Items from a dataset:
————————
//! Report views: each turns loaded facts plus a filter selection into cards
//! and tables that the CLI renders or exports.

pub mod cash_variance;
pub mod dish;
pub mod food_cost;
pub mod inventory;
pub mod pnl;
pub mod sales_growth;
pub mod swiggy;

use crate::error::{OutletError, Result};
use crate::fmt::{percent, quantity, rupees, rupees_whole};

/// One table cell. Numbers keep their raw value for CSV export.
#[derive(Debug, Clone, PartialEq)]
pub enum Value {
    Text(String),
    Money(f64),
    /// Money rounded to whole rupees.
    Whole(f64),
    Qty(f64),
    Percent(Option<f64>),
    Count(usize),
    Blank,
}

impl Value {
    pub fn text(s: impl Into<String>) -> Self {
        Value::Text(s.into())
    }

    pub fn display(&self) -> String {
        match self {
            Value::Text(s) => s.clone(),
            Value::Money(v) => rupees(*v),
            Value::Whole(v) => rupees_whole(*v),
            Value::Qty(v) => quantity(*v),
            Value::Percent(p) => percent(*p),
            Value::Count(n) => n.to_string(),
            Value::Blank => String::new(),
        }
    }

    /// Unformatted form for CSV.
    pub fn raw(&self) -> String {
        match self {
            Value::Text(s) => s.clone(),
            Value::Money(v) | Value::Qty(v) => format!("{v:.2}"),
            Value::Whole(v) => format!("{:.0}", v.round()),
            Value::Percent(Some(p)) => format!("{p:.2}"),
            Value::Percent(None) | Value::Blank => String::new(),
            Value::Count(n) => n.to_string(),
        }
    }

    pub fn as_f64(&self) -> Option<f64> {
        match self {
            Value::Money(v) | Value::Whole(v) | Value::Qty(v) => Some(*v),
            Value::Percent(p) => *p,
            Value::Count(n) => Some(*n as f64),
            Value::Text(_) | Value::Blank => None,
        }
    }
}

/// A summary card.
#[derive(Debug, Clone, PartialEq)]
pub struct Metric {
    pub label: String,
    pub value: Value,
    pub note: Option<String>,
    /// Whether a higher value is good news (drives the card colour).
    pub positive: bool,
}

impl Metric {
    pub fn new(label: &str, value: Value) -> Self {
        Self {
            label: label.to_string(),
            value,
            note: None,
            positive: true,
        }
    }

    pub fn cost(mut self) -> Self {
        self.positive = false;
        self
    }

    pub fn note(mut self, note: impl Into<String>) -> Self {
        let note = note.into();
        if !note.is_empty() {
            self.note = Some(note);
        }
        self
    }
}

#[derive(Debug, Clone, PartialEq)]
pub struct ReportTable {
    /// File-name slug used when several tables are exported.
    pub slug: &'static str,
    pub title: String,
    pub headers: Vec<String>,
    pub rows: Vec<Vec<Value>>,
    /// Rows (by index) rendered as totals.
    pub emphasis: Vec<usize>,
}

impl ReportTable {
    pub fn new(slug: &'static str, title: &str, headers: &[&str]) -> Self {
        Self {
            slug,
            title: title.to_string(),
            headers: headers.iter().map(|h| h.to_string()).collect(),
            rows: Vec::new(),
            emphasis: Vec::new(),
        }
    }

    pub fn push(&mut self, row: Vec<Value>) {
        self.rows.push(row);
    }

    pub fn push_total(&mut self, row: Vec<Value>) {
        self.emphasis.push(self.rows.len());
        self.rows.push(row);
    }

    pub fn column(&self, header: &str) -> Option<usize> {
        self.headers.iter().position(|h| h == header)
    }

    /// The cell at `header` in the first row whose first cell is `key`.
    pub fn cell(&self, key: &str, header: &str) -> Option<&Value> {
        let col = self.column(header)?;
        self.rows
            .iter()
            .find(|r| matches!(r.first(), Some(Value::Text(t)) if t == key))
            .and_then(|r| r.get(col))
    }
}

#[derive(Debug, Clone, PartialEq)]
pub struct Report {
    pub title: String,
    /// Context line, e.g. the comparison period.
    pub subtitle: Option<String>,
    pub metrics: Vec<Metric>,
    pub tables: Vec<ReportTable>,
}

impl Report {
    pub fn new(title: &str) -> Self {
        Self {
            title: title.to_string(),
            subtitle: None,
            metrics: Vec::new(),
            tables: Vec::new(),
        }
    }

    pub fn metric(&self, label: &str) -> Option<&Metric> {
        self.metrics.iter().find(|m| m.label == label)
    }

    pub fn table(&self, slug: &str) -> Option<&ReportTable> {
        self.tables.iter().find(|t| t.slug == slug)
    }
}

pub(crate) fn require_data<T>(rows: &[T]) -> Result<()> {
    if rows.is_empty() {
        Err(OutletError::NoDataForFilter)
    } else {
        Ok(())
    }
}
————————
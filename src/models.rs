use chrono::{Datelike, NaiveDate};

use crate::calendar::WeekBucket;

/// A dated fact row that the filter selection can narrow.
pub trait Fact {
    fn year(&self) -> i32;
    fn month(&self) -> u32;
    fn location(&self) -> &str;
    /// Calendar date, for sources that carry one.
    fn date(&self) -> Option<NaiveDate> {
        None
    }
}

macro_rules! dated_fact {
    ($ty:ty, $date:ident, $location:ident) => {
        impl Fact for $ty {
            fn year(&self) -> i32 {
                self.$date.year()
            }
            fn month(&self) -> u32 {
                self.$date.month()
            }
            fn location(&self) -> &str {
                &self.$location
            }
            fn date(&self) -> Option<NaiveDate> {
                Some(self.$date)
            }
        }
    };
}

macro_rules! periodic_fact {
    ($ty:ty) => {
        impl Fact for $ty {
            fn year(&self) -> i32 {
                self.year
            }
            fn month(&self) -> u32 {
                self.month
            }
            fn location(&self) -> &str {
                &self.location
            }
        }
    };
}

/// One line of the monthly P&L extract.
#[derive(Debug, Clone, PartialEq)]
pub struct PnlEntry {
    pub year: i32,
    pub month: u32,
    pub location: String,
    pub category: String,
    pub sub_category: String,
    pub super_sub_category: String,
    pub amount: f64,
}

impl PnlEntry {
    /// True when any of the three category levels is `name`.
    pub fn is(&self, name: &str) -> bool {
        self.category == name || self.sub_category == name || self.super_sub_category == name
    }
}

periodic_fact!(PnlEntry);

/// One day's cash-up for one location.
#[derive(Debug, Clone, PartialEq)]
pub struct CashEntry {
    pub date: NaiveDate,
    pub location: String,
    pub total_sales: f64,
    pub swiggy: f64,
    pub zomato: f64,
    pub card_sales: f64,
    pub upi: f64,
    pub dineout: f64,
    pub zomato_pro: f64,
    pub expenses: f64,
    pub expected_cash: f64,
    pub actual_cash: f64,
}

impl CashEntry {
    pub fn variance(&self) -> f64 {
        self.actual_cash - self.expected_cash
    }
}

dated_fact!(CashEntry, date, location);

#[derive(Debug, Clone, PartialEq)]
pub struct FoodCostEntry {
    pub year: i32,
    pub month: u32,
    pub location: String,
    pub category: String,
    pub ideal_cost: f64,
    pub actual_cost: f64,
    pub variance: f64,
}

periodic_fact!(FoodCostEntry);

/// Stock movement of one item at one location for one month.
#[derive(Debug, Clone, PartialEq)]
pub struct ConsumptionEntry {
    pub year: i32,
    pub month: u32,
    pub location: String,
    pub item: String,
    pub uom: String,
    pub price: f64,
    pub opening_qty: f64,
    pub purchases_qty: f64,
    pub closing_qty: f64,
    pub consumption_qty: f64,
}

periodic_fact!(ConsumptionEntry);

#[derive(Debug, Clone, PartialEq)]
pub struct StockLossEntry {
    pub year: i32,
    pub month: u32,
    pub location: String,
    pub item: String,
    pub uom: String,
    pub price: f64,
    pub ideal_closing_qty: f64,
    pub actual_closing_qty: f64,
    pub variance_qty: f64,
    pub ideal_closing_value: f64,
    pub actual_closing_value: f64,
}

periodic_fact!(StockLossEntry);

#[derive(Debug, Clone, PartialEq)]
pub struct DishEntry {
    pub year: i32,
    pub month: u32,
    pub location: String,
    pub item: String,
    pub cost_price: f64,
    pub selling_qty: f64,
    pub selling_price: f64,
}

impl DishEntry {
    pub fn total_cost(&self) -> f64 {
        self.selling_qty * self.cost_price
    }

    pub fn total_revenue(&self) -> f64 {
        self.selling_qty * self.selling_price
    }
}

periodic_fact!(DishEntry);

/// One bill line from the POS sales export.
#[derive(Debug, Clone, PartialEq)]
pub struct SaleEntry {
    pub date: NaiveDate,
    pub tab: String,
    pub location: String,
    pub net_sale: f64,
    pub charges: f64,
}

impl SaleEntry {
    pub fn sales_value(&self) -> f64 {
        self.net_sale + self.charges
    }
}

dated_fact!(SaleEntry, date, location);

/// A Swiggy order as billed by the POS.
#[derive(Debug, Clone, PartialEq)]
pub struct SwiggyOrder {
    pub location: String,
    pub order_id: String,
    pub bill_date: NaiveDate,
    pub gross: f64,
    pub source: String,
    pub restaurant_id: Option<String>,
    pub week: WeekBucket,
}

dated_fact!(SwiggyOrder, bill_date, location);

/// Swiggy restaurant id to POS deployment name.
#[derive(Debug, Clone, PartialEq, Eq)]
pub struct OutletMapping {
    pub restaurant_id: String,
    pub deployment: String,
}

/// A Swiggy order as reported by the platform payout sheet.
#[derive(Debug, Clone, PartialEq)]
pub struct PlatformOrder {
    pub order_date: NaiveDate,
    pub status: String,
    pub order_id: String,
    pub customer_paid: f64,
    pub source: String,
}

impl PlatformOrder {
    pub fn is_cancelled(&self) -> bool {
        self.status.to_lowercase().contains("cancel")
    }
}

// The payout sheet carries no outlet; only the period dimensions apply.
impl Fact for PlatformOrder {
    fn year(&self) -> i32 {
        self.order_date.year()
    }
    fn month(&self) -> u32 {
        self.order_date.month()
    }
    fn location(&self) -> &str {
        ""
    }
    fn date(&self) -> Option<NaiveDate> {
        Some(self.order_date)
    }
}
————————
REQUIRED WORK >> All lines above between those holding "selection into cards" and "for CSV export.", inclusive, must be set down unchanged, and no other line may be included.

SOLUTION >>
//! Report views: each turns loaded facts plus a filter selection into cards
//! and tables that the CLI renders or exports.

pub mod cash_variance;
pub mod dish;
pub mod food_cost;
pub mod inventory;
pub mod pnl;
pub mod sales_growth;
pub mod swiggy;

use crate::error::{OutletError, Result};
use crate::fmt::{percent, quantity, rupees, rupees_whole};

/// One table cell. Numbers keep their raw value for CSV export.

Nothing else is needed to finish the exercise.